§ Exercise instructions: Show, from the records below, all lines that contain the word "impl".

(Beginning of Task input)

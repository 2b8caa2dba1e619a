// ---------------------------------------------------------------------------
// PixelBuffer — an owned, 32-byte aligned RGBA8 image.
// ---------------------------------------------------------------------------

use alloc::vec::Vec;
use core::fmt;

use bytemuck::{Pod, Zeroable};

use crate::composite::{self, CompositeMode};
use crate::raster::{fill_auto, resize_auto};
use crate::{PixelError, image_len};

/// Storage unit. Keeps every row start reachable with aligned 32-byte loads
/// when the width is a multiple of 8.
#[derive(Clone, Copy, Pod, Zeroable)]
#[repr(C, align(32))]
struct Block([u8; 32]);

const BLOCK: usize = core::mem::size_of::<Block>();

/// An owned `width × height` RGBA8 image.
///
/// The byte view is exactly `width * height * 4` bytes, zero-initialised and
/// 32-byte aligned. The buffer is move-only: release it with
/// [`release`](Self::release) or let it drop.
pub struct PixelBuffer {
    blocks: Vec<Block>,
    width: u32,
    height: u32,
    len: usize,
}

impl PixelBuffer {
    /// Allocate a zeroed `width × height` buffer.
    ///
    /// Zero-sized buffers are valid and own no memory. Allocation failure is
    /// reported rather than aborting.
    pub fn allocate(width: u32, height: u32) -> Result<Self, PixelError> {
        let len = image_len(width, height)?;
        let mut blocks = Vec::new();
        if blocks.try_reserve_exact(len.div_ceil(BLOCK)).is_err() {
            log::warn!("rgbablit: failed to allocate {len} bytes for {width}x{height} buffer");
            return Err(PixelError::AllocationFailed { bytes: len });
        }
        blocks.resize(len.div_ceil(BLOCK), Block::zeroed());
        log::trace!("rgbablit: allocated {width}x{height} buffer ({len} bytes)");
        Ok(Self {
            blocks,
            width,
            height,
            len,
        })
    }

    /// Give the memory back. Equivalent to dropping the buffer.
    pub fn release(self) {
        drop(self);
    }

    /// Allocate a buffer, hand it to `f`, and release it when `f` returns.
    pub fn scoped<R>(
        width: u32,
        height: u32,
        f: impl FnOnce(&mut PixelBuffer) -> R,
    ) -> Result<R, PixelError> {
        let mut buf = Self::allocate(width, height)?;
        Ok(f(&mut buf))
    }

    #[inline]
    pub fn width(&self) -> u32 {
        self.width
    }

    #[inline]
    pub fn height(&self) -> u32 {
        self.height
    }

    /// `(width, height)`.
    #[inline]
    pub fn dimensions(&self) -> (u32, u32) {
        (self.width, self.height)
    }

    /// Byte length, `width * height * 4`.
    #[inline]
    pub fn len(&self) -> usize {
        self.len
    }

    #[inline]
    pub fn is_empty(&self) -> bool {
        self.len == 0
    }

    /// Packed RGBA8 bytes, row-major.
    #[inline]
    pub fn as_bytes(&self) -> &[u8] {
        &bytemuck::cast_slice::<Block, u8>(&self.blocks)[..self.len]
    }

    #[inline]
    pub fn as_bytes_mut(&mut self) -> &mut [u8] {
        &mut bytemuck::cast_slice_mut::<Block, u8>(&mut self.blocks)[..self.len]
    }

    /// The pixel at `(x, y)`, or `None` outside the image.
    pub fn pixel(&self, x: u32, y: u32) -> Option<[u8; 4]> {
        if x >= self.width || y >= self.height {
            return None;
        }
        let i = (y as usize * self.width as usize + x as usize) * 4;
        let b = self.as_bytes();
        Some([b[i], b[i + 1], b[i + 2], b[i + 3]])
    }

    /// Set every pixel to `(r, g, b, a)`.
    pub fn fill(&mut self, r: u8, g: u8, b: u8, a: u8) {
        fill_auto(self.as_bytes_mut(), [r, g, b, a]);
    }

    /// Overwrite this buffer with `src`, which must have the same dimensions.
    pub fn copy_from(&mut self, src: &PixelBuffer) -> Result<(), PixelError> {
        if src.dimensions() != self.dimensions() {
            return Err(PixelError::DimensionMismatch {
                expected: self.dimensions(),
                actual: src.dimensions(),
            });
        }
        self.as_bytes_mut().copy_from_slice(src.as_bytes());
        Ok(())
    }

    /// Place `src` at `(x, y)` and combine overlapping pixels per `mode`.
    pub fn composite_from(&mut self, mode: CompositeMode, src: &PixelBuffer, x: i32, y: i32) {
        let (width, height) = self.dimensions();
        composite::place(
            mode,
            self.as_bytes_mut(),
            width,
            height,
            src.as_bytes(),
            src.width,
            src.height,
            x,
            y,
        );
    }

    /// Copy `src` onto this buffer at `(x, y)`, clipped.
    pub fn blit_from(&mut self, src: &PixelBuffer, x: i32, y: i32) {
        self.composite_from(CompositeMode::Opaque, src, x, y);
    }

    /// Copy the colour channels of `src` at `(x, y)`, keeping this buffer's alpha.
    pub fn copy_rgb_from(&mut self, src: &PixelBuffer, x: i32, y: i32) {
        self.composite_from(CompositeMode::RgbOnly, src, x, y);
    }

    /// Alpha-blend `overlay` onto this buffer at `(x, y)`, clipped.
    pub fn blend_from(&mut self, overlay: &PixelBuffer, x: i32, y: i32) {
        self.composite_from(CompositeMode::AlphaBlend, overlay, x, y);
    }

    /// Nearest-neighbour resample of this buffer into `dst` at `dst`'s size.
    pub fn resize_into(&self, dst: &mut PixelBuffer) {
        let (dw, dh) = dst.dimensions();
        resize_auto(
            self.as_bytes(),
            dst.as_bytes_mut(),
            self.width as usize,
            self.height as usize,
            dw as usize,
            dh as usize,
        );
    }

    /// A new `width × height` buffer holding a nearest-neighbour resample.
    pub fn resized(&self, width: u32, height: u32) -> Result<PixelBuffer, PixelError> {
        let mut out = PixelBuffer::allocate(width, height)?;
        self.resize_into(&mut out);
        Ok(out)
    }
}

impl Drop for PixelBuffer {
    fn drop(&mut self) {
        log::trace!(
            "rgbablit: released {}x{} buffer ({} bytes)",
            self.width,
            self.height,
            self.len
        );
    }
}

impl fmt::Debug for PixelBuffer {
    fn fmt(&self, f: &mut fmt::Formatter<'_>) -> fmt::Result {
        f.debug_struct("PixelBuffer")
            .field("width", &self.width)
            .field("height", &self.height)
            .field("len", &self.len)
            .finish_non_exhaustive()
    }
}

#[cfg(test)]
mod tests {
    use super::*;

    #[test_log::test]
    fn allocates_zeroed_and_aligned() {
        let buf = PixelBuffer::allocate(13, 7).unwrap();
        assert_eq!(buf.len(), 13 * 7 * 4);
        assert_eq!(buf.as_bytes().len(), buf.len());
        assert!(buf.as_bytes().iter().all(|&b| b == 0));
        assert_eq!(buf.as_bytes().as_ptr() as usize % 32, 0);
        buf.release();
    }

    #[test_log::test]
    fn zero_sized_buffers() {
        for (w, h) in [(0, 0), (0, 5), (5, 0)] {
            let mut buf = PixelBuffer::allocate(w, h).unwrap();
            assert!(buf.is_empty());
            buf.fill(1, 2, 3, 4);
            assert_eq!(buf.pixel(0, 0), None);
        }
    }

    #[test_log::test]
    fn oversized_allocation_is_an_error() {
        let err = PixelBuffer::allocate(u32::MAX, u32::MAX).unwrap_err();
        assert!(matches!(
            err,
            PixelError::DimensionsOverflow { .. } | PixelError::AllocationFailed { .. }
        ));
    }

    #[test_log::test]
    fn scoped_releases_after_closure() {
        let corner = PixelBuffer::scoped(4, 4, |buf| {
            buf.fill(10, 20, 30, 40);
            buf.pixel(3, 3)
        })
        .unwrap();
        assert_eq!(corner, Some([10, 20, 30, 40]));
    }

    #[test_log::test]
    fn copy_from_requires_matching_dimensions() {
        let mut a = PixelBuffer::allocate(3, 2).unwrap();
        let mut b = PixelBuffer::allocate(3, 2).unwrap();
        b.fill(9, 8, 7, 6);
        a.copy_from(&b).unwrap();
        assert_eq!(a.as_bytes(), b.as_bytes());

        let c = PixelBuffer::allocate(2, 3).unwrap();
        assert_eq!(
            a.copy_from(&c),
            Err(PixelError::DimensionMismatch {
                expected: (3, 2),
                actual: (2, 3)
            })
        );
    }

    #[test_log::test]
    fn blend_and_blit_clip_to_destination() {
        let mut dest = PixelBuffer::allocate(4, 4).unwrap();
        dest.fill(255, 0, 0, 255);
        let mut overlay = PixelBuffer::allocate(4, 4).unwrap();
        overlay.fill(0, 255, 0, 128);

        dest.blend_from(&overlay, 2, 2);
        assert_eq!(dest.pixel(3, 3), Some([127, 128, 0, 191]));
        assert_eq!(dest.pixel(1, 3), Some([255, 0, 0, 255]));

        dest.blit_from(&overlay, -3, -3);
        assert_eq!(dest.pixel(0, 0), Some([0, 255, 0, 128]));
        assert_eq!(dest.pixel(1, 0), Some([255, 0, 0, 255]));

        dest.copy_rgb_from(&overlay, 3, 0);
        assert_eq!(dest.pixel(3, 0), Some([0, 255, 0, 255]));
    }

    #[test_log::test]
    fn resized_keeps_source_dimensions() {
        let mut src = PixelBuffer::allocate(2, 1).unwrap();
        src.as_bytes_mut().copy_from_slice(&[1, 1, 1, 1, 2, 2, 2, 2]);
        let big = src.resized(4, 2).unwrap();
        assert_eq!(src.dimensions(), (2, 1));
        assert_eq!(big.dimensions(), (4, 2));
        assert_eq!(big.pixel(1, 1), Some([1, 1, 1, 1]));
        assert_eq!(big.pixel(2, 0), Some([2, 2, 2, 2]));

        let empty = src.resized(0, 3).unwrap();
        assert!(empty.is_empty());
    }

    #[test_log::test]
    fn debug_shows_dimensions() {
        use alloc::format;
        let buf = PixelBuffer::allocate(2, 3).unwrap();
        assert_eq!(format!("{buf:?}"), "PixelBuffer { width: 2, height: 3, len: 24, .. }");
    }
}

(End of Task input)

§ Expected answer:
impl PixelBuffer {
        f: impl FnOnce(&mut PixelBuffer) -> R,
impl Drop for PixelBuffer {
impl fmt::Debug for PixelBuffer {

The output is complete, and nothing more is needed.